Breast Health Services
A tradition of quality you can trust
Since opening in 1994, Mills-Peninsula’s Breast Center has established a record of excellence. Eighty percent of screening detected breast cancers are at state 0 or stage 1, when they are most curable.
Expanded breast center services in the Women’s Center (5th floor) include the area’s first full-field digital mammography, breast MRI and a well-established, minimally invasive breast biopsy program. All radiologist physicians are board certified and have highly specialized training in the services they provide.
Dr. Harriet Borofsky, medical director, Mills-Peninsula’s Women's Center, shows us technological advances in today's breast cancer diagnosis and treatment.
Comprehensive Breast Health Services
Mills-Peninsula radiologist, Diana Baker, M.D., takes you into an ultrasound exam room at the Women’s Center to explain the simple, painless exam.

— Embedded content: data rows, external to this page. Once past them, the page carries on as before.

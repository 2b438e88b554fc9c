use std::sync::Arc;

use axum::extract::DefaultBodyLimit;
use axum::http::{header, HeaderValue, Method};
use axum::routing::{get, post};
use axum::Router;
use tower_http::cors::CorsLayer;
use tower_http::trace::TraceLayer;

use crate::api;
use crate::auth;
use crate::auth::token::TokenService;
use crate::db::memory::InMemoryRepository;
use crate::db::models::{Blog, Category, FaqCategory, Media, Service, User};
use crate::db::repository::Repository;
use crate::media::pipeline::{MediaPipeline, MAX_BATCH_FILES};
use crate::storage::client::StorageClient;

/// Shared application state, cloned into every handler.
#[derive(Clone)]
pub struct AppState {
    pub services: Arc<dyn Repository<Service>>,
    pub blogs: Arc<dyn Repository<Blog>>,
    pub categories: Arc<dyn Repository<Category>>,
    pub faqs: Arc<dyn Repository<FaqCategory>>,
    pub media: Arc<dyn Repository<Media>>,
    pub users: Arc<dyn Repository<User>>,
    pub media_pipeline: Arc<MediaPipeline>,
    pub tokens: Arc<TokenService>,
}

impl AppState {
    /// State backed entirely by in-memory repositories.
    pub fn in_memory(
        storage: Arc<dyn StorageClient>,
        tokens: TokenService,
        max_upload_bytes: usize,
    ) -> Self {
        let media: Arc<dyn Repository<Media>> = Arc::new(InMemoryRepository::<Media>::new());
        Self {
            services: Arc::new(InMemoryRepository::<Service>::new()),
            blogs: Arc::new(InMemoryRepository::<Blog>::new()),
            categories: Arc::new(InMemoryRepository::<Category>::new()),
            faqs: Arc::new(InMemoryRepository::<FaqCategory>::new()),
            media_pipeline: Arc::new(MediaPipeline::new(media.clone(), storage, max_upload_bytes)),
            media,
            users: Arc::new(InMemoryRepository::<User>::new()),
            tokens: Arc::new(tokens),
        }
    }
}

/// HTTP-level settings for [`router`].
#[derive(Debug, Clone)]
pub struct RouterOptions {
    pub allowed_origins: Vec<String>,
    pub max_upload_bytes: usize,
}

fn cors_layer(origins: &[String]) -> CorsLayer {
    let origins: Vec<HeaderValue> = origins
        .iter()
        .filter_map(|origin| match HeaderValue::from_str(origin) {
            Ok(value) => Some(value),
            Err(e) => {
                tracing::warn!(origin = %origin, error = %e, "Ignoring invalid CORS origin");
                None
            }
        })
        .collect();

    CorsLayer::new()
        .allow_origin(origins)
        .allow_methods([
            Method::GET,
            Method::POST,
            Method::PUT,
            Method::PATCH,
            Method::DELETE,
            Method::OPTIONS,
        ])
        .allow_headers([header::AUTHORIZATION, header::CONTENT_TYPE])
        .allow_credentials(true)
}

/// Build the full API router.
pub fn router(state: AppState, options: &RouterOptions) -> Router {
    // Room for a full batch plus multipart framing.
    let body_limit = options
        .max_upload_bytes
        .saturating_mul(MAX_BATCH_FILES)
        .saturating_add(1024 * 1024);

    let auth_routes = Router::new()
        .route("/login", post(auth::login::login_handler))
        .route("/me", get(auth::login::me_handler));

    Router::new()
        .route("/", get(api::health::root_handler))
        .route("/api", get(api::health::api_index_handler))
        .route("/api/health", get(api::health::health_handler))
        .route("/api/stats", get(api::stats::stats_handler))
        .nest("/api/auth", auth_routes)
        .nest("/api/services", api::services::routes())
        .nest("/api/blogs", api::blogs::routes())
        .nest("/api/categories", api::categories::routes())
        .nest("/api/faq", api::faq::routes())
        .nest("/api/media", api::media::routes())
        .layer(DefaultBodyLimit::max(body_limit))
        .layer(cors_layer(&options.allowed_origins))
        .layer(TraceLayer::new_for_http())
        .with_state(state)
}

Studies have shown digital mammography improves detection in women with dense breast tissue, those under the age of 50 and those in pre- or post-menopause. The Women's Center uses this advanced technology for all women.
Digital mammography offers higher-contrast images that improve detection. Instead of film, images are displayed on a computer monitor where they can be enhanced or magnified for a closer look.
The procedure is the same as for conventional mammography, but the new technology allows a quicker exam with a lower dose of radiation. Because the images are immediately available, there is less need to call women back for additional views, and the images can be sent instantly to the woman's doctor.
When should I have a mammogram?
Women should have a mammogram once a year starting at the age of 40. The risk of breast cancer does go up with age - in fact the two main risk factors are gender and getting older. Read our Preventive Health Guidelines
Do I need a referral?
If you have a personal physician, she or he can provide you with a referral to the Women’s Center. You can also self-refer, and we will ensure that you receive information for appropriate follow-up.
Stereotactic, ultrasound and MRI-guided biopsy:
These procedures may be necessary if a mammogram, ultrasound or MRI (magnetic resonance imaging) detects something that needs further evaluation to provide an accurate diagnosis. In these procedures, local anesthesia is provided and a tissue sample is extracted using a needle.
Ultrasound biopsy uses sound waves that outline the tissues, creating images that help the doctor guide the needle to the site.
Stereotactic biopsy pinpoints the area of concern using X-ray images from more than one direction. A computer plots the exact area and guides the needle insertion.
Breast MRI (magnetic resonance imaging):
Special MRI procedures allow specialized imaging evaluation when indicated, such as women with newly diagnosed breast cancer for surgical planning and women who are at particular high-risk for breast cancer.
Multidisciplinary doctor review:
A panel of expert physicians including internal medicine doctors, surgeons, medical and radiation oncologists and pathologists meets weekly to review all new breast cancer diagnoses.
Second opinion service:
The breast imaging experts at the Women's Center are happy to review and discuss your mammogram results and follow-up recommendations from other providers.
A genetic counselor can help you determine your risk for breast cancer based on family experience. Recommendations for women who are found to be at higher risk might include testing for genetic mutations.
Breast Cancer Clinic:
Women newly diagnosed with breast cancer at the Women's Center have a comprehensive new resource - the Breast Cancer Clinic at Mills-Peninsula's Dorothy E. Schneider Cancer Center, just downstairs. In one appointment, all the doctors you need to help make treatment decisions come together for you. As appropriate, individual consultations are provided with a surgeon, medical and radiation oncologists and plastic surgeon. A nurse specialist guides the process.